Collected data
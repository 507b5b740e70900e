// ABOUTME: Presentation sync for the lecture-deck application
// ABOUTME: Projects navigation state onto a render surface and maps input events to transitions

use crate::content::ContentRegistry;
use crate::navigation::{Direction, NavigationState};
use crate::paginate::Slide;
use log::debug;

/// Identifies one slide of one section.
#[derive(Debug, Clone, PartialEq, Eq)]
pub struct SlideRef {
    pub section: String,
    pub index: usize,
}

/// A single instruction for a rendering surface.
#[derive(Debug, Clone, PartialEq, Eq)]
pub enum RenderOp {
    HighlightNavItem(String),
    RebuildSubmenu(Vec<String>),
    /// Show exactly this slide; `None` hides every slide
    ShowOnly(Option<SlideRef>),
    SetCounterText(String),
    SetControlEnabled { prev: bool, next: bool },
    HighlightSubmenuEntry(usize),
}

/// Operations a host must provide to display the deck.
pub trait RenderSurface {
    fn show_only(&mut self, slide: Option<(&str, &Slide)>);
    fn set_counter_text(&mut self, text: &str);
    fn set_control_enabled(&mut self, prev: bool, next: bool);
    fn highlight_submenu_entry(&mut self, index: usize);
    fn rebuild_submenu(&mut self, titles: &[String]);

    fn highlight_nav_item(&mut self, _section_id: &str) {}
}

/// Compute the instructions that display the current navigation state.
pub fn render(state: &NavigationState, registry: &ContentRegistry) -> Vec<RenderOp> {
    let Some(active) = state.active_section() else {
        return Vec::new();
    };
    let (index, total) = state.current_position(active);

    let shown = registry
        .get(active)
        .and_then(|section| section.slide(index))
        .map(|_| SlideRef {
            section: active.to_string(),
            index,
        });

    let mut ops = vec![
        RenderOp::HighlightNavItem(active.to_string()),
        RenderOp::RebuildSubmenu(state.titles(active).to_vec()),
        RenderOp::ShowOnly(shown),
    ];

    if total == 0 {
        ops.push(RenderOp::SetCounterText("0/0".to_string()));
        ops.push(RenderOp::SetControlEnabled {
            prev: false,
            next: false,
        });
    } else {
        ops.push(RenderOp::SetCounterText(format!("{}/{}", index + 1, total)));
        ops.push(RenderOp::SetControlEnabled {
            prev: !state.is_first(active),
            next: !state.is_last(active),
        });
        ops.push(RenderOp::HighlightSubmenuEntry(index));
    }

    ops
}

/// Apply render instructions to a surface, resolving slides against the registry.
pub fn project<S: RenderSurface + ?Sized>(
    ops: &[RenderOp],
    registry: &ContentRegistry,
    surface: &mut S,
) {
    for op in ops {
        match op {
            RenderOp::HighlightNavItem(id) => surface.highlight_nav_item(id),
            RenderOp::RebuildSubmenu(titles) => surface.rebuild_submenu(titles),
            RenderOp::ShowOnly(target) => {
                let slide = target.as_ref().and_then(|target| {
                    registry
                        .get(&target.section)
                        .and_then(|section| section.slide(target.index))
                        .map(|slide| (target.section.as_str(), slide))
                });
                surface.show_only(slide);
            }
            RenderOp::SetCounterText(text) => surface.set_counter_text(text),
            RenderOp::SetControlEnabled { prev, next } => {
                surface.set_control_enabled(*prev, *next)
            }
            RenderOp::HighlightSubmenuEntry(index) => surface.highlight_submenu_entry(*index),
        }
    }
}

/// Discrete inputs from the host.
#[derive(Debug, Clone, PartialEq, Eq)]
pub enum InputEvent {
    SectionSelected(String),
    PrevClicked,
    NextClicked,
    SubmenuEntrySelected(usize),
    Key { key: String, from_text_field: bool },
}

impl InputEvent {
    pub fn key(key: impl Into<String>) -> Self {
        InputEvent::Key {
            key: key.into(),
            from_text_field: false,
        }
    }
}

/// Map a key name to a navigation direction.
pub fn key_direction(key: &str) -> Option<Direction> {
    match key {
        "h" | "ArrowLeft" => Some(Direction::Prev),
        "l" | "ArrowRight" => Some(Direction::Next),
        _ => None,
    }
}

/// Owns the navigation state and keeps a surface in sync with it.
pub struct Presenter<S: RenderSurface> {
    registry: ContentRegistry,
    state: NavigationState,
    surface: S,
}

impl<S: RenderSurface> Presenter<S> {
    pub fn new(registry: ContentRegistry, state: NavigationState, surface: S) -> Self {
        Self {
            registry,
            state,
            surface,
        }
    }

    /// Render the initial state.
    pub fn start(&mut self) {
        self.refresh();
    }

    /// Handle one input event. Returns true if the surface was re-rendered.
    pub fn handle(&mut self, event: InputEvent) -> bool {
        let before = self.position();

        match event {
            InputEvent::SectionSelected(id) => {
                self.state.activate_section(&id);
                if self.state.active_section() == Some(id.as_str()) {
                    // Re-selecting a section replays its entry, so always redraw
                    self.refresh();
                    return true;
                }
            }
            InputEvent::PrevClicked => self.state.navigate(Direction::Prev),
            InputEvent::NextClicked => self.state.navigate(Direction::Next),
            InputEvent::SubmenuEntrySelected(index) => {
                if let Some(active) = self.state.active_section().map(str::to_string) {
                    self.state.go_to_slide(&active, index as isize);
                }
            }
            InputEvent::Key {
                key,
                from_text_field,
            } => {
                if from_text_field {
                    return false;
                }
                match key_direction(&key) {
                    Some(direction) => self.state.navigate(direction),
                    None => {
                        debug!("Ignoring key {:?}", key);
                        return false;
                    }
                }
            }
        }

        if self.position() == before {
            return false;
        }
        self.refresh();
        true
    }

    pub fn state(&self) -> &NavigationState {
        &self.state
    }

    pub fn registry(&self) -> &ContentRegistry {
        &self.registry
    }

    pub fn surface(&self) -> &S {
        &self.surface
    }

    pub fn surface_mut(&mut self) -> &mut S {
        &mut self.surface
    }

    pub fn into_surface(self) -> S {
        self.surface
    }

    fn position(&self) -> Option<(String, usize)> {
        self.state
            .snapshot()
            .map(|(section, index)| (section.to_string(), index))
    }

    fn refresh(&mut self) {
        let ops = render(&self.state, &self.registry);
        project(&ops, &self.registry, &mut self.surface);
    }
}
// ABOUTME: Resource handling for the lecture-deck application
// ABOUTME: Handles local and remote stylesheets and scripts linked into the generated deck

use crate::errors::{DeckError, Result};
use log::info;
use reqwest::blocking::Client;
use std::fs;
use std::path::Path;
use std::time::Duration;
use url::Url;

/// The kind of tag a resource is emitted as.
#[derive(Debug, Clone, Copy, PartialEq, Eq)]
pub enum ResourceKind {
    Stylesheet,
    Script,
}

/// Represents a resource file that can be either local or remote.
#[derive(Debug, Clone)]
pub struct ResourceFile {
    pub path: String,
    pub is_remote: bool,
}

impl ResourceFile {
    /// Create a new ResourceFile from a path string.
    /// The path can be either a local file path or an http(s) URL.
    pub fn new(path: &str) -> Self {
        let is_remote = Url::parse(path)
            .map(|url| matches!(url.scheme(), "http" | "https"))
            .unwrap_or(false);
        Self {
            path: path.to_string(),
            is_remote,
        }
    }

    /// Get the content of the resource file.
    /// If the file is remote, it will be fetched from the URL.
    /// If the file is local, it will be read from the filesystem.
    pub fn content(&self) -> Result<String> {
        if self.is_remote {
            self.fetch_remote_content()
        } else {
            self.read_local_content()
        }
    }

    /// Fetch content from a remote URL with retry capability
    fn fetch_remote_content(&self) -> Result<String> {
        info!("Fetching remote resource: {}", self.path);

        let client = Client::builder()
            .timeout(Duration::from_secs(10))
            .build()
            .map_err(DeckError::FetchError)?;

        // Try up to 3 times with increasing backoff
        let mut retry_delay = 1000;
        let mut last_error = None;

        for attempt in 1..=3 {
            match client.get(&self.path).send() {
                Ok(response) if response.status().is_success() => {
                    return response.text().map_err(DeckError::FetchError);
                }
                Ok(response) => {
                    last_error = Some(DeckError::ValidationError(format!(
                        "HTTP error: {}",
                        response.status()
                    )));
                }
                Err(e) => last_error = Some(DeckError::FetchError(e)),
            }

            if attempt < 3 {
                info!(
                    "Fetch attempt {} failed, retrying in {} ms",
                    attempt, retry_delay
                );
                std::thread::sleep(Duration::from_millis(retry_delay));
                retry_delay *= 2;
            }
        }

        Err(last_error.unwrap_or_else(|| {
            DeckError::ValidationError("Unknown error fetching resource".to_string())
        }))
    }

    /// Read content from a local file
    fn read_local_content(&self) -> Result<String> {
        info!("Reading local resource: {}", self.path);
        let path = Path::new(&self.path);
        if !path.exists() {
            return Err(DeckError::PathNotFoundError(path.to_path_buf()));
        }

        fs::read_to_string(path).map_err(DeckError::FileReadError)
    }

    /// Generate an HTML tag for the resource.
    ///
    /// Local resources are embedded when `embed` is set. Remote resources are
    /// linked unless `inline_remote` asks for a self-contained page.
    pub fn tag(&self, kind: ResourceKind, embed: bool, inline_remote: bool) -> Result<String> {
        let inline = if self.is_remote { inline_remote } else { embed };

        if inline {
            let content = self.content()?;
            Ok(match kind {
                ResourceKind::Stylesheet => format!("<style>{}</style>", content),
                ResourceKind::Script => format!("<script>{}</script>", content),
            })
        } else {
            Ok(match kind {
                ResourceKind::Stylesheet => {
                    format!(r#"<link rel="stylesheet" href="{}">"#, self.path)
                }
                ResourceKind::Script => format!(r#"<script src="{}"></script>"#, self.path),
            })
        }
    }
}

#[cfg(test)]
mod tests {
    use super::*;
    use std::io::Write;
    use tempfile::NamedTempFile;

    #[test]
    fn test_remote_detection() {
        assert!(ResourceFile::new("https://example.com/style.css").is_remote);
        assert!(ResourceFile::new("http://example.com/app.js").is_remote);
        assert!(!ResourceFile::new("assets/style.css").is_remote);
        assert!(!ResourceFile::new("/tmp/style.css").is_remote);
        assert!(!ResourceFile::new("file:///tmp/style.css").is_remote);
    }

    #[test]
    fn test_remote_resources_are_linked() {
        let css = ResourceFile::new("https://example.com/style.css");
        assert_eq!(
            css.tag(ResourceKind::Stylesheet, true, false).unwrap(),
            r#"<link rel="stylesheet" href="https://example.com/style.css">"#
        );

        let js = ResourceFile::new("https://example.com/script.js");
        assert_eq!(
            js.tag(ResourceKind::Script, true, false).unwrap(),
            r#"<script src="https://example.com/script.js"></script>"#
        );
    }

    #[test]
    fn test_local_resources_embed_or_link() {
        let mut file = NamedTempFile::new().expect("Failed to create temp file");
        file.write_all(b"body { margin: 0; }")
            .expect("Failed to write to temp file");
        let css = ResourceFile::new(file.path().to_str().unwrap());

        assert_eq!(
            css.tag(ResourceKind::Stylesheet, true, false).unwrap(),
            "<style>body { margin: 0; }</style>"
        );
        assert!(css
            .tag(ResourceKind::Stylesheet, false, false)
            .unwrap()
            .starts_with("<link rel=\"stylesheet\""));
    }

    #[test]
    fn test_missing_local_resource() {
        let js = ResourceFile::new("/definitely/not/here.js");
        assert!(matches!(
            js.tag(ResourceKind::Script, true, false),
            Err(DeckError::PathNotFoundError(_))
        ));
    }
}
// ABOUTME: Library module for the lecture-deck program.
// ABOUTME: Contains content loading, slide pagination, navigation and the deck hosts.

// Reexport modules
pub mod config;
pub mod content;
pub mod deck;
pub mod errors;
pub mod html;
pub mod markdown;
pub mod navigation;
pub mod paginate;
pub mod presenter;
pub mod resources;
pub mod terminal;
pub mod utils;
pub mod watch;

// Reexport common types and functions
pub use config::Config;
pub use content::{ContentNode, ContentRegistry, NodeKind, Section, WeightClass};
pub use deck::{Deck, DeckConfig};
pub use errors::{DeckError, Result};
pub use html::{HtmlOptions, generate_deck_file, generate_html, write_html_to_file};
pub use navigation::{Direction, NavigationState};
pub use paginate::{PaginationConfig, Slide, WeightTable, paginate};
pub use presenter::{InputEvent, Presenter, RenderOp, RenderSurface, render};
pub use resources::ResourceFile;
pub use terminal::{TerminalSurface, run_session};
pub use watch::{WatchConfig, watch_content};
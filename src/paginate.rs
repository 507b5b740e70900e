// ABOUTME: Slide pagination for the lecture-deck application
// ABOUTME: Greedily packs a section's content nodes into weighted slides and derives titles

use crate::content::{ContentNode, NodeKind, WeightClass};
use log::debug;

/// Running weight at which a section heading starts a new slide.
pub const DEFAULT_BREAK_THRESHOLD: u32 = 60;
pub const HEAVY_WEIGHT: u32 = 40;
pub const TITLE_WEIGHT: u32 = 20;
pub const SECTION_HEADING_WEIGHT: u32 = 15;
pub const GROUPING_WEIGHT: u32 = 10;
pub const LIGHT_WEIGHT: u32 = 5;

pub const INTRODUCTION_TITLE: &str = "Introduction";
pub const CODE_EXAMPLE_TITLE: &str = "Code Example";

/// Heuristic cost per weight class.
#[derive(Debug, Clone, Copy, PartialEq, Eq)]
pub struct WeightTable {
    pub heavy: u32,
    pub title: u32,
    pub section_heading: u32,
    pub grouping: u32,
    pub light: u32,
}

impl Default for WeightTable {
    fn default() -> Self {
        Self {
            heavy: HEAVY_WEIGHT,
            title: TITLE_WEIGHT,
            section_heading: SECTION_HEADING_WEIGHT,
            grouping: GROUPING_WEIGHT,
            light: LIGHT_WEIGHT,
        }
    }
}

impl WeightTable {
    pub fn weight_of(&self, node: &ContentNode) -> u32 {
        match node.class {
            WeightClass::Heavy => self.heavy,
            WeightClass::Title => self.title,
            WeightClass::SectionHeading => self.section_heading,
            WeightClass::Grouping => self.grouping,
            WeightClass::Light => self.light,
        }
    }
}

/// Configuration for slide pagination
#[derive(Debug, Clone, Copy, PartialEq, Eq)]
pub struct PaginationConfig {
    pub threshold: u32,
    pub weights: WeightTable,
}

impl Default for PaginationConfig {
    fn default() -> Self {
        Self {
            threshold: DEFAULT_BREAK_THRESHOLD,
            weights: WeightTable::default(),
        }
    }
}

/// A contiguous run of a section's nodes, shown one at a time.
#[derive(Debug, Clone, PartialEq, Eq)]
pub struct Slide {
    pub index: usize,
    pub title: String,
    pub nodes: Vec<ContentNode>,
}

impl Slide {
    fn new(index: usize, nodes: Vec<ContentNode>) -> Self {
        let title = derive_title(&nodes, index);
        Self { index, title, nodes }
    }
}

/// Split a section's nodes into slides.
///
/// Single pass, no reordering: concatenating the returned slides reproduces
/// `nodes` exactly, and no slide is ever empty.
pub fn paginate(nodes: Vec<ContentNode>, config: &PaginationConfig) -> Vec<Slide> {
    let mut slides = Vec::new();
    let mut current: Vec<ContentNode> = Vec::new();
    let mut weight: u32 = 0;

    for node in nodes {
        if !current.is_empty() && starts_new_slide(&node, weight, config) {
            debug!(
                "Slide break before {:?} {:?} at weight {}",
                node.kind, node.text, weight
            );
            let index = slides.len();
            slides.push(Slide::new(index, std::mem::take(&mut current)));
            weight = 0;
        }

        weight = weight.saturating_add(config.weights.weight_of(&node));
        current.push(node);
    }

    if !current.is_empty() {
        let index = slides.len();
        slides.push(Slide::new(index, current));
    }

    slides
}

fn starts_new_slide(node: &ContentNode, weight: u32, config: &PaginationConfig) -> bool {
    match node.kind {
        NodeKind::Heading1 => true,
        NodeKind::Heading2 if weight >= config.threshold => true,
        _ => node.forced_break,
    }
}

/// Derive a slide's title from its content and position.
pub fn derive_title(nodes: &[ContentNode], index: usize) -> String {
    let heading = |kind: NodeKind| nodes.iter().find(|node| node.kind == kind);

    if let Some(node) = heading(NodeKind::Heading1).or_else(|| heading(NodeKind::Heading2)) {
        return node.text.clone();
    }
    if index == 0 {
        return INTRODUCTION_TITLE.to_string();
    }
    if nodes.iter().any(|node| node.kind == NodeKind::Preformatted) {
        return CODE_EXAMPLE_TITLE.to_string();
    }
    format!("Slide {}", index + 1)
}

- What this task involves
Only the lines of the data holding the string "DeckError" are wanted; copy each of them.

- Response to the exercise
use crate::errors::{DeckError, Result};
            .map_err(DeckError::FetchError)?;
                    return response.text().map_err(DeckError::FetchError);
                    last_error = Some(DeckError::ValidationError(format!(
                Err(e) => last_error = Some(DeckError::FetchError(e)),
            DeckError::ValidationError("Unknown error fetching resource".to_string())
            return Err(DeckError::PathNotFoundError(path.to_path_buf()));
        fs::read_to_string(path).map_err(DeckError::FileReadError)
            Err(DeckError::PathNotFoundError(_))
pub use errors::{DeckError, Result};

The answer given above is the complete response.